Pays-Bas
Auke Kok

Mon pays est un terrain de football

Pour le footballeur hollandais, rien n'est plus sacré qu'une action sans fioriture… et le gazon sur lequel il joue. Auke Kok évoque l'art de la simplicité efficace.

Traduction : Nathalie Huet
 
Tout passager sur le point d’atterrir à l’aéroport de Schiphol et qui regarde par le hublot le confirmera : à gauche et à droite, on voit partout des terrains de football. Une mosaïque de rectangles remplit la petite vitre, et le voyageur de se dire : des sportifs, ces Hollandais. En regardant de plus près, il s’avère ensuite que sur tous ces emplacements poussent des pommes de terre ou des fleurs, que le chou-fleur fait sortir de terre sa tête ronde. Néanmoins, ce sont des terrains de football au sens large du mot, ou plutôt des terrains de football potentiels.
 
Disons les choses ainsi : ce maraîcher fait bien les choses, il gère un espace représentant 20 terrains de football. Dans mon plat pays, fait de canaux bien droits, chacun sait quelle dimension approximative cela représente. Une indication comme « plus de 13 hectares » serait beaucoup trop abstraite.
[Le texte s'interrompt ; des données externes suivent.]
//! Initialization order planning
//!
//! Computes a linear order in which every module comes after all of its
//! transitive dependencies. Traversal is depth-first with three-colour
//! marking: roots are taken in input order and dependencies in declaration
//! order, so the result is deterministic and keeps input order wherever the
//! graph leaves it free. Revisiting a module that is still on the active path
//! is a cycle and is reported, never truncated.

use std::collections::HashMap;
use tracing::debug;

use crate::module::registry::graph::DependencyGraph;
use crate::module::traits::EngineError;

#[derive(Debug, Clone, Copy, PartialEq, Eq)]
enum Mark {
    InProgress,
    Done,
}

/// Planned initialization order (dependencies first)
#[derive(Debug, Clone, Default, PartialEq, Eq)]
pub struct InitializationPlan {
    order: Vec<String>,
}

impl InitializationPlan {
    pub fn order(&self) -> &[String] {
        &self.order
    }

    pub fn iter(&self) -> impl Iterator<Item = &str> {
        self.order.iter().map(|m| m.as_str())
    }

    /// Position of a module in the plan
    pub fn position(&self, module: &str) -> Option<usize> {
        self.order.iter().position(|m| m == module)
    }

    pub fn len(&self) -> usize {
        self.order.len()
    }

    pub fn is_empty(&self) -> bool {
        self.order.is_empty()
    }

    pub fn into_order(self) -> Vec<String> {
        self.order
    }
}

/// Initialization order planner
pub struct Planner;

impl Planner {
    /// Plan the initialization order of every module in the graph
    pub fn plan(graph: &DependencyGraph) -> Result<InitializationPlan, EngineError> {
        let mut marks: HashMap<&str, Mark> = HashMap::with_capacity(graph.len());
        let mut order = Vec::with_capacity(graph.len());

        for root in graph.modules() {
            if marks.contains_key(root) {
                continue;
            }

            // (module, index of the next dependency to visit)
            let mut path: Vec<(&str, usize)> = vec![(root, 0)];
            marks.insert(root, Mark::InProgress);

            while let Some(frame) = path.last_mut() {
                let module = frame.0;
                let deps = graph.dependencies_of(module).unwrap_or(&[]);

                let Some(dep) = deps.get(frame.1) else {
                    marks.insert(module, Mark::Done);
                    order.push(module.to_string());
                    path.pop();
                    continue;
                };
                frame.1 += 1;
                let dep = dep.as_str();

                if !graph.contains(dep) {
                    return Err(EngineError::ModuleNotFound {
                        module: module.to_string(),
                        dependency: dep.to_string(),
                    });
                }

                match marks.get(dep) {
                    None => {
                        marks.insert(dep, Mark::InProgress);
                        path.push((dep, 0));
                    }
                    Some(Mark::InProgress) => {
                        let start = path.iter().position(|(m, _)| *m == dep).unwrap_or(0);
                        let mut cycle: Vec<String> =
                            path[start..].iter().map(|(m, _)| m.to_string()).collect();
                        cycle.push(dep.to_string());
                        return Err(EngineError::CircularDependency { cycle });
                    }
                    Some(Mark::Done) => {}
                }
            }
        }

        debug!("Initialization order: {:?}", order);
        Ok(InitializationPlan { order })
    }
}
Même ma femme, qui regarde le football avec moi uniquement quand l’équipe néerlandaise s’apprête de nouveau à perdre une finale, connaît la grandeur d’un terrain de football. Nous sommes convaincus que nos terrains sont les meilleurs du monde. Nous ne gagnons certes jamais de match — à part en 1988, mais ce fut complètement par hasard — quand il s’agit cependant de faire pousser du gazon, nous sommes imbattables. Nos graines font le tour du monde comme autrefois les missionnaires allaient en Afrique, toujours prêts à répandre auprès des ignorants le travail salutaire des bons Hollandais.
 
Les producteurs de gazon peuvent compter chez nous sur la bienveillance de l’opinion publique : je lis non sans fierté toutes les histoires relatives à la création de nouveaux types de gazon encore plus résistants qui rendent possible la culture de surfaces planes et vertes dans des régions toujours plus isolées, entre les rochers et le sable. La vieille expression hollandaise « ne plus laisser l’herbe camoufler une chose » est fondée sur la conviction que les Pays-Bas formeront un jour un vaste et unique terrain de football. Si l’on veut faire autre chose que jouer au football, il faut être rapide avant que le gazon ne s’empare de la surface concernée.
 
Notre pays arrache résolument de la terre ferme à la mer afin que l’on puisse jouer au football sur un terrain artificiel, parfaitement tracé. Quand nous traversons les polders en courant, seul le vent est un obstacle. On le voit aussi dans notre culture footballistique. En bon Hollandais, je déteste les belles actions qui ne mènent à rien. Je suis pris d’une excitation presque érotique quand un joueur fait une passe directe, perforant une ligne de défense. La créativité ne mène à rien si elle n’est pas teintée d’une simplicité efficace. Je crache de rage et m’énerve terriblement quand un attaquant essaie de dribbler un adversaire au lieu de seulement passer la balle à un joueur de son équipe.
 
Utiliser efficacement un espace délimité, c’est quelque chose que nous savons faire. Nos entraîneurs légendaires Rinus Michels, Johan Cruijff et Louis van Gaal ont pu et peuvent encore en parler indéfiniment. Dans l’un de ses plus beaux mots, Cruijff a dit : « C’est simple de jouer au football. Néanmoins, le plus difficile est de jouer simplement au football. » Seul celui qui est capable de trouver des solutions simples à des problèmes compliqués est sacralisé. C’est précisément pour cette raison que nous avons tant aimé « notre » Johan (1947-2016) qui parlait d’une façon inimitable et si subtile, louant la simplicité apparente du « jeu direct ». Dieu ait son âme. Ne toucher la balle qu’une seule fois. Nous cultivons des fleurs et faisons du commerce. Pour nous, le football relève de la logistique.